Replication Lab: Causal Mediation Analysis
Replicate the causal mediation analysis from Imai et al. (2010). Simulate data with direct and indirect effects, estimate mediation effects using the Baron-Kenny and modern causal mediation approaches, and conduct sensitivity analysis for sequential ignorability.
Overview
In this replication lab, you will reproduce the key methodological contributions from:
Imai, Kosuke, Luke Keele, and Dustin Tingley. 2010. "A General Approach to Causal Mediation Analysis." Psychological Methods 15(4): 309–334.
Imai, Kosuke, Luke Keele, and Teppei Yamamoto. 2010. "Identification, Inference and Sensitivity Analysis for Causal Mediation Effects." Statistical Science 25(1): 51–71.

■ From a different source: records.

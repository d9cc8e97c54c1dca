use alloc::string::String;
use enough::StopReason;

use crate::tga::ImageType;

/// Errors from TGA decoding.
///
/// Every variant is fatal: the decode call returns no pixels.
/// Recoverable problems are reported as [`TgaWarning`] instead.
#[derive(Debug, thiserror::Error)]
#[non_exhaustive]
pub enum TgaError {
    #[error("unexpected end of input")]
    UnexpectedEof,

    #[error("unsupported color map type {0} (expected 0 or 1)")]
    UnsupportedColorMapType(u8),

    #[error("unsupported image type {0}")]
    UnsupportedImageType(u8),

    #[error(
        "unsupported pixel depth {pixel_depth} for {image_type:?} (color map entry depth {color_map_depth})"
    )]
    UnsupportedPixelDepth {
        image_type: ImageType,
        pixel_depth: u8,
        color_map_depth: u8,
    },

    #[error("color-mapped image without a color map")]
    MissingColorMap,

    #[error("truncated RLE stream: {fault} after {produced} of {expected} bytes")]
    TruncatedStream {
        expected: usize,
        produced: usize,
        fault: StreamFault,
    },

    #[error("palette index {index} points outside the input")]
    PaletteIndexOutOfRange { index: u16 },

    #[error("dimensions too large: {width}x{height}")]
    DimensionsTooLarge { width: u32, height: u32 },

    #[error("limit exceeded: {0}")]
    LimitExceeded(String),

    #[error("operation cancelled")]
    Cancelled(StopReason),
}

impl From<StopReason> for TgaError {
    fn from(r: StopReason) -> Self {
        TgaError::Cancelled(r)
    }
}

/// What went wrong inside an RLE stream.
#[derive(Clone, Copy, Debug, PartialEq, Eq)]
pub enum StreamFault {
    /// The compressed input ended before the image was filled.
    InputExhausted,
    /// A packet would write past the end of the image.
    OutputOverrun,
}

impl core::fmt::Display for StreamFault {
    fn fmt(&self, f: &mut core::fmt::Formatter<'_>) -> core::fmt::Result {
        match self {
            StreamFault::InputExhausted => f.write_str("input exhausted"),
            StreamFault::OutputOverrun => f.write_str("output overrun"),
        }
    }
}

/// Non-fatal problems found while decoding. Pixel data is still produced.
#[derive(Clone, Debug, PartialEq, Eq, thiserror::Error)]
#[non_exhaustive]
pub enum TgaWarning {
    /// The extension record declares a size other than 495; it was ignored.
    #[error("malformed extension area: declared size {declared_size}, expected 495")]
    MalformedExtension { declared_size: u16 },

    /// The extension offset points past the end of the file; it was ignored.
    #[error("extension area at offset {offset} runs past end of file")]
    ExtensionOutOfBounds { offset: u32 },
}
//! Byte and bit-field conversion helpers shared by the TGA parser and resolver.

/// 5-bit channel value expanded to 8 bits, `round(v / 31 * 255)`.
pub(crate) const EXPAND_5_TO_8: [u8; 32] = build_expand_5();

const fn build_expand_5() -> [u8; 32] {
    let mut table = [0u8; 32];
    let mut v = 0;
    while v < 32 {
        // (255v + 15) / 31 never lands on a .5 boundary, so this is exact rounding.
        table[v] = ((v as u32 * 255 + 15) / 31) as u8;
        v += 1;
    }
    table
}

/// Expand a 5-bit field to 8 bits. Bits above the low five are ignored.
#[inline]
pub fn expand_5_to_8(field: u16) -> u8 {
    EXPAND_5_TO_8[usize::from(field & 0x1F)]
}

/// Split a little-endian 1-5-5-5 value into expanded (R, G, B).
#[inline]
pub(crate) fn split_555(value: u16) -> [u8; 3] {
    [
        expand_5_to_8(value >> 10),
        expand_5_to_8(value >> 5),
        expand_5_to_8(value),
    ]
}

#[inline]
pub(crate) fn u16_le(data: &[u8], offset: usize) -> Option<u16> {
    let bytes = data.get(offset..offset.checked_add(2)?)?;
    Some(u16::from_le_bytes([bytes[0], bytes[1]]))
}

#[inline]
pub(crate) fn u32_le(data: &[u8], offset: usize) -> Option<u32> {
    let bytes = data.get(offset..offset.checked_add(4)?)?;
    Some(u32::from_le_bytes([bytes[0], bytes[1], bytes[2], bytes[3]]))
}

/// Bytes needed to hold `bits`; 15-bit depths live in a 16-bit container.
#[inline]
pub(crate) fn depth_to_bytes(bits: u8) -> usize {
    usize::from(bits).div_ceil(8)
}

/// Read a fixed-width, NUL-padded text field.
///
/// Stops at the first NUL, trims trailing spaces, and replaces invalid UTF-8.
pub(crate) fn fixed_str(field: &[u8]) -> alloc::string::String {
    let end = field.iter().position(|&b| b == 0).unwrap_or(field.len());
    let text = alloc::string::String::from_utf8_lossy(&field[..end]);
    alloc::string::String::from(text.trim_end_matches(' '))
}

#[cfg(test)]
mod tests {
    use super::*;

    #[test]
    fn five_bit_expansion_matches_rounding() {
        assert_eq!(expand_5_to_8(0), 0);
        assert_eq!(expand_5_to_8(15), 123);
        assert_eq!(expand_5_to_8(31), 255);
        for v in 0..32u16 {
            let expected = (f64::from(v) / 31.0 * 255.0 + 0.5) as u8;
            assert_eq!(expand_5_to_8(v), expected, "field {v}");
        }
    }

    #[test]
    fn split_555_field_positions() {
        // R=31, G=0, B=15
        let value = (31 << 10) | 15;
        assert_eq!(split_555(value), [255, 0, 123]);
        // High attribute bit is ignored.
        assert_eq!(split_555(value | 0x8000), [255, 0, 123]);
    }

    #[test]
    fn fifteen_bit_depth_uses_two_bytes() {
        assert_eq!(depth_to_bytes(8), 1);
        assert_eq!(depth_to_bytes(15), 2);
        assert_eq!(depth_to_bytes(16), 2);
        assert_eq!(depth_to_bytes(24), 3);
        assert_eq!(depth_to_bytes(32), 4);
    }

    #[test]
    fn fixed_str_stops_at_nul() {
        assert_eq!(fixed_str(b"Jane Doe  \0garbage"), "Jane Doe");
        assert_eq!(fixed_str(b"\0\0\0"), "");
        assert_eq!(fixed_str(b"full"), "full");
    }

    #[test]
    fn le_readers_bounds_check() {
        let data = [0x34, 0x12, 0x78, 0x56];
        assert_eq!(u16_le(&data, 0), Some(0x1234));
        assert_eq!(u32_le(&data, 0), Some(0x5678_1234));
        assert_eq!(u16_le(&data, 3), None);
        assert_eq!(u32_le(&data, usize::MAX), None);
    }
}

Mediation analysis asks: through what mechanism does a treatment affect an outcome? The classic Baron-Kenny approach decomposes the total effect into a direct effect and an indirect effect operating through a mediator. Imai et al. placed mediation analysis on a rigorous causal footing by defining the average causal mediation effect (ACME) and the average direct effect (ADE) in terms of potential outcomes, identifying the sequential ignorability assumption needed for causal interpretation, and providing sensitivity analysis tools.
Why the Imai et al. paper matters: It formalized causal mediation under the potential outcomes framework, showing that the traditional Baron-Kenny approach implicitly assumes sequential ignorability — an often-untestable assumption. The paper provided general-purpose estimation and sensitivity analysis tools, making mediation analysis more rigorous.
What you will do:
- Simulate data with known direct and indirect effects
- Estimate mediation effects using the Baron-Kenny (product-of-coefficients) approach
- Estimate mediation effects using the modern causal mediation approach (ACME/ADE)
- Conduct sensitivity analysis for violations of sequential ignorability
- Compare all estimates to the known true effects
Step 1: Simulate Data with Direct and Indirect Effects
The DGP has a treatment T that affects the outcome Y both directly and indirectly through a mediator M.
library(mediation)
set.seed(2010)
n <- 2000
X <- rnorm(n)
Tr <- rbinom(n, 1, 0.5)
alpha_T <- 0.6; alpha_X <- 0.3
M <- 1 + alpha_T * Tr + alpha_X * X + rnorm(n, 0, 0.5)
beta_T <- 0.5; beta_M <- 0.5; beta_X <- 0.4
Y <- 2 + beta_T * Tr + beta_M * M + beta_X * X + rnorm(n)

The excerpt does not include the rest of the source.